(PROBLEM TO SOLVE): No record may be left out; print them all verbatim.

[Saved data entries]
################
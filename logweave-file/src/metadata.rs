use std::{fs, io, path::Path, time::SystemTime};

/// what a single stat of the tailed file tells us
#[derive(Debug, Clone, Copy, PartialEq, Eq)]
pub(crate) struct MetaSnap {
    pub len: u64,
    pub modified: Option<SystemTime>,
    pub created: Option<SystemTime>,
    /// zero where the platform has no inode
    pub inode: u64,
}

#[cfg(unix)]
fn inode(meta: &fs::Metadata) -> u64 {
    use std::os::unix::fs::MetadataExt;
    meta.ino()
}

#[cfg(not(unix))]
fn inode(_meta: &fs::Metadata) -> u64 {
    0
}

pub(crate) fn stat_path(path: &Path) -> io::Result<MetaSnap> {
    let meta = fs::metadata(path)?;
    Ok(MetaSnap {
        len: meta.len(),
        modified: meta.modified().ok(),
        created: meta.created().ok(),
        inode: inode(&meta),
    })
}

pub(crate) fn has_changed(prev: &Option<MetaSnap>, cur: &MetaSnap) -> bool {
    prev.as_ref() != Some(cur)
}

/// the file was truncated or another file now lives at the path
pub(crate) fn is_replaced(prev: &Option<MetaSnap>, cur: &MetaSnap, consumed: u64) -> bool {
    let rotated = prev
        .as_ref()
        .is_some_and(|prev| prev.inode != cur.inode);
    rotated || cur.len < consumed
}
################
(RESULT OF THE EXERCISE):
filename logweave-file/src/metadata.rs
use std::{fs, io, path::Path, time::SystemTime};

/// what a single stat of the tailed file tells us
#[derive(Debug, Clone, Copy, PartialEq, Eq)]
pub(crate) struct MetaSnap {
    pub len: u64,
    pub modified: Option<SystemTime>,
    pub created: Option<SystemTime>,
    /// zero where the platform has no inode
    pub inode: u64,
}

#[cfg(unix)]
fn inode(meta: &fs::Metadata) -> u64 {
    use std::os::unix::fs::MetadataExt;
    meta.ino()
}

#[cfg(not(unix))]
fn inode(_meta: &fs::Metadata) -> u64 {
    0
}

pub(crate) fn stat_path(path: &Path) -> io::Result<MetaSnap> {
    let meta = fs::metadata(path)?;
    Ok(MetaSnap {
        len: meta.len(),
        modified: meta.modified().ok(),
        created: meta.created().ok(),
        inode: inode(&meta),
    })
}

pub(crate) fn has_changed(prev: &Option<MetaSnap>, cur: &MetaSnap) -> bool {
    prev.as_ref() != Some(cur)
}

/// the file was truncated or another file now lives at the path
pub(crate) fn is_replaced(prev: &Option<MetaSnap>, cur: &MetaSnap, consumed: u64) -> bool {
    let rotated = prev
        .as_ref()
        .is_some_and(|prev| prev.inode != cur.inode);
    rotated || cur.len < consumed
}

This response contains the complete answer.